The number of numerics found in the above sentence is:  3


In [6]:
#Method 2
pattern='[0-9]+'
re.findall(pattern, sentence)
#Both methods above are identical, as long as we include the +!

['33', '567', '9']

In [7]:
#Incorrect Method:
sentence="I have two dogs, 33 cats, 567 fish, and 9 lizards."
pattern='[0-9]'
re.findall(pattern, sentence)
#Notice that without the + sign, we get only the individual digits. We need the + sign to 
#continue searching for the pattern in a "greedy" fashion until we can no longer match.

['3', '3', '5', '6', '7', '9']

In [8]:
phrase="I was really unsatisfied with customer service. Bad customer service is an exaggeration!"
#How can I check whether the customer was satisfied with the service based on the above phrase/
#feedback?  For this, I can use the re.search method to see whether the word 'satisfied' is present
#anywhere in the phrase.  Of course I need to be careful NOT to confuse with the word 'unsatisfied'.
pattern='\s+satisf'
result=re.search(pattern, phrase).group()
#note above I made sure to include a greedy whitespace before satisf word to make sure it is not
#confused with the word 'unsatisfied'.  Search just searches for the first occurrence of the specified
#pattern.  If it finds a pattern, it returns a match object, otherwise it returns NoneType.  If
#it finds a match, we can use the group() method of the match object to extract the first 
#occurrence; otherwise, group() causes an error, like below.
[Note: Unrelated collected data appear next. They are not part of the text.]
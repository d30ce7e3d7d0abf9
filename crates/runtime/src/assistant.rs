//! One natural-language turn: prompt, completion, resolution, execution.

use std::sync::Arc;
use std::time::Duration;

use mcp::{ToolCall, ToolExecutor, ToolRegistry};
use tracing::{info, warn};

use crate::backend::CompletionBackend;
use crate::prompt;
use crate::resolver::{ResolutionOutcome, Resolver, ResolverConfig};
use crate::{Error, Result};

/// Settings for an [`Assistant`].
#[derive(Debug, Clone)]
pub struct AssistantConfig {
    pub completion_timeout: Duration,
    pub resolver: ResolverConfig,
}

impl Default for AssistantConfig {
    fn default() -> Self {
        Self {
            completion_timeout: Duration::from_secs(30),
            resolver: ResolverConfig::default(),
        }
    }
}

/// What the user sees after one turn.
#[derive(Debug, Clone, PartialEq)]
pub struct Reply {
    pub text: String,
    /// The tool call that was executed, if any.
    pub call: Option<ToolCall>,
    pub is_error: bool,
}

impl Reply {
    fn text(text: impl Into<String>) -> Self {
        Self {
            text: text.into(),
            call: None,
            is_error: false,
        }
    }

    fn error(text: impl Into<String>) -> Self {
        Self {
            text: text.into(),
            call: None,
            is_error: true,
        }
    }
}

/// Maps free-text requests onto a single tool call and runs it.
pub struct Assistant<B, E> {
    backend: B,
    executor: E,
    registry: Arc<ToolRegistry>,
    resolver: Resolver,
    system: String,
    config: AssistantConfig,
}

impl<B: CompletionBackend, E: ToolExecutor> Assistant<B, E> {
    pub fn new(backend: B, executor: E, registry: Arc<ToolRegistry>) -> Self {
        Self::with_config(backend, executor, registry, AssistantConfig::default())
    }

    pub fn with_config(
        backend: B,
        executor: E,
        registry: Arc<ToolRegistry>,
        config: AssistantConfig,
    ) -> Self {
        let resolver = Resolver::new(Arc::clone(&registry)).with_config(config.resolver.clone());
        let system = prompt::system_prompt(registry.list(), &config.resolver.search_tool);
        Self {
            backend,
            executor,
            registry,
            resolver,
            system,
            config,
        }
    }

    pub fn registry(&self) -> &ToolRegistry {
        &self.registry
    }

    /// Ask the backend about one request, bounded by the completion timeout.
    pub async fn complete(&self, user_text: &str) -> Result<String> {
        let prompt = prompt::build(&self.system, user_text);
        let limit = self.config.completion_timeout;
        tokio::time::timeout(limit, self.backend.complete(&prompt))
            .await
            .map_err(|_| Error::Timeout(limit))?
    }

    /// Handle one user turn. Failures are reported in the reply, never raised.
    pub async fn ask(&self, user_text: &str) -> Reply {
        let completion = match self.complete(user_text).await {
            Ok(completion) => completion,
            Err(Error::Unreachable { url }) => {
                warn!(%url, "completion backend unreachable");
                return Reply::error(format!(
                    "Failed to connect to Ollama at {url}. Start it with: ollama serve"
                ));
            }
            Err(e) => {
                warn!(error = %e, "completion failed");
                return Reply::error(format!("Error: {e}"));
            }
        };

        match self.resolver.resolve(&completion, user_text) {
            ResolutionOutcome::PlainText(text) => Reply::text(text),
            ResolutionOutcome::Unresolved(reason) => {
                warn!(%reason, "could not resolve tool call");
                Reply::error(format!("could not resolve the request: {reason}"))
            }
            ResolutionOutcome::ToolInvocation(call) => {
                info!(tool = %call.name, "executing tool call");
                match self.executor.execute(&call).await {
                    Ok(text) => Reply {
                        text,
                        call: Some(call),
                        is_error: false,
                    },
                    Err(e) => Reply {
                        text: format!("Error: {e}"),
                        call: Some(call),
                        is_error: true,
                    },
                }
            }
        }
    }
}

#[cfg(test)]
mod tests {
    use super::*;
    use mcp::{Arguments, ToolError};
    use std::sync::Mutex;

    enum Canned {
        Text(&'static str),
        Unreachable,
        Hang,
    }

    struct FakeBackend {
        canned: Canned,
        prompts: Mutex<Vec<String>>,
    }

    impl FakeBackend {
        fn new(canned: Canned) -> Self {
            Self {
                canned,
                prompts: Mutex::new(Vec::new()),
            }
        }
    }

    impl CompletionBackend for FakeBackend {
        async fn complete(&self, prompt: &str) -> Result<String> {
            self.prompts.lock().unwrap().push(prompt.to_string());
            match self.canned {
                Canned::Text(text) => Ok(text.to_string()),
                Canned::Unreachable => Err(Error::Unreachable {
                    url: "http://localhost:11434".into(),
                }),
                Canned::Hang => {
                    tokio::time::sleep(Duration::from_secs(5)).await;
                    Ok(String::new())
                }
            }
        }
    }

    #[derive(Default)]
    struct RecordingExecutor {
        calls: Mutex<Vec<ToolCall>>,
    }

    impl ToolExecutor for RecordingExecutor {
        async fn execute(&self, call: &ToolCall) -> std::result::Result<String, ToolError> {
            self.calls.lock().unwrap().push(call.clone());
            match call.name.as_str() {
                "quit_application" => Err(ToolError::Execution("Notes is not running".into())),
                _ => Ok(format!("ran {}", call.name)),
            }
        }
    }

    fn assistant(canned: Canned) -> Assistant<FakeBackend, RecordingExecutor> {
        let registry = Arc::new(host::catalog::registry().unwrap());
        Assistant::with_config(
            FakeBackend::new(canned),
            RecordingExecutor::default(),
            registry,
            AssistantConfig {
                completion_timeout: Duration::from_millis(50),
                ..AssistantConfig::default()
            },
        )
    }

    #[tokio::test]
    async fn tool_call_is_executed() {
        let a = assistant(Canned::Text(
            r#"{"tool":"search_google_in_safari","arguments":{}}"#,
        ));
        let reply = a.ask("find apple pie in google").await;

        assert_eq!(reply.text, "ran search_google_in_safari");
        assert!(!reply.is_error);
        let expected = ToolCall::new(
            "search_google_in_safari",
            Arguments::new().with("query", "apple pie"),
        );
        assert_eq!(reply.call, Some(expected.clone()));
        assert_eq!(*a.executor.calls.lock().unwrap(), [expected]);
    }

    #[tokio::test]
    async fn prompt_carries_catalog_and_user_text() {
        let a = assistant(Canned::Text("Hello!"));
        a.ask("Open Notes").await;

        let prompts = a.backend.prompts.lock().unwrap();
        assert!(prompts[0].contains("- open_application: "));
        assert!(prompts[0].ends_with("User: Open Notes\nAssistant:"));
    }

    #[tokio::test]
    async fn plain_text_is_returned_as_is() {
        let a = assistant(Canned::Text("The capital of France is Paris."));
        let reply = a.ask("capital of France?").await;
        assert_eq!(reply, Reply::text("The capital of France is Paris."));
        assert!(a.executor.calls.lock().unwrap().is_empty());
    }

    #[tokio::test]
    async fn unreachable_backend_explains_remedy() {
        let reply = assistant(Canned::Unreachable).ask("open Safari").await;
        assert!(reply.is_error);
        assert!(reply.text.contains("ollama serve"));
    }

    #[tokio::test]
    async fn slow_backend_times_out() {
        let reply = assistant(Canned::Hang).ask("open Safari").await;
        assert!(reply.is_error);
        assert_eq!(reply.text, "Error: completion timed out after 50ms");
    }

    #[tokio::test]
    async fn unknown_tool_is_unresolved() {
        let reply = assistant(Canned::Text(r#"{"tool":"launch_rocket","arguments":{}}"#))
            .ask("launch")
            .await;
        assert!(reply.is_error);
        assert_eq!(
            reply.text,
            "could not resolve the request: unknown tool: launch_rocket"
        );
    }

    #[tokio::test]
    async fn tool_failure_is_reported() {
        let reply = assistant(Canned::Text(
            r#"{"tool":"quit_application","arguments":{"appName":"Notes"}}"#,
        ))
        .ask("close Notes")
        .await;
        assert!(reply.is_error);
        assert_eq!(reply.text, "Error: Notes is not running");
        assert_eq!(reply.call.map(|c| c.name), Some("quit_application".into()));
    }
}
AttributeError: 'NoneType' object has no attribute 'group'

In [9]:
try: 
    pattern='\s+satisf'
    result=re.search(pattern, phrase).group()
except AttributeError: 
    print("No evidence of customer satisfaction was found!")
    

No evidence of customer satisfaction was found!


In [10]:
phrase="I was really unsatisfied with customer service. Bad customer service is an exaggeration!"
pattern='(UN|not|dis)satisf|bad'
try: 
    result=re.search(pattern, phrase,flags=re.IGNORECASE).group()
    print("pattern found is: ",result)
    print("Customer was not satisfied")
except AttributeError: 
    print("No evidence of customer dissatisfaction was found!")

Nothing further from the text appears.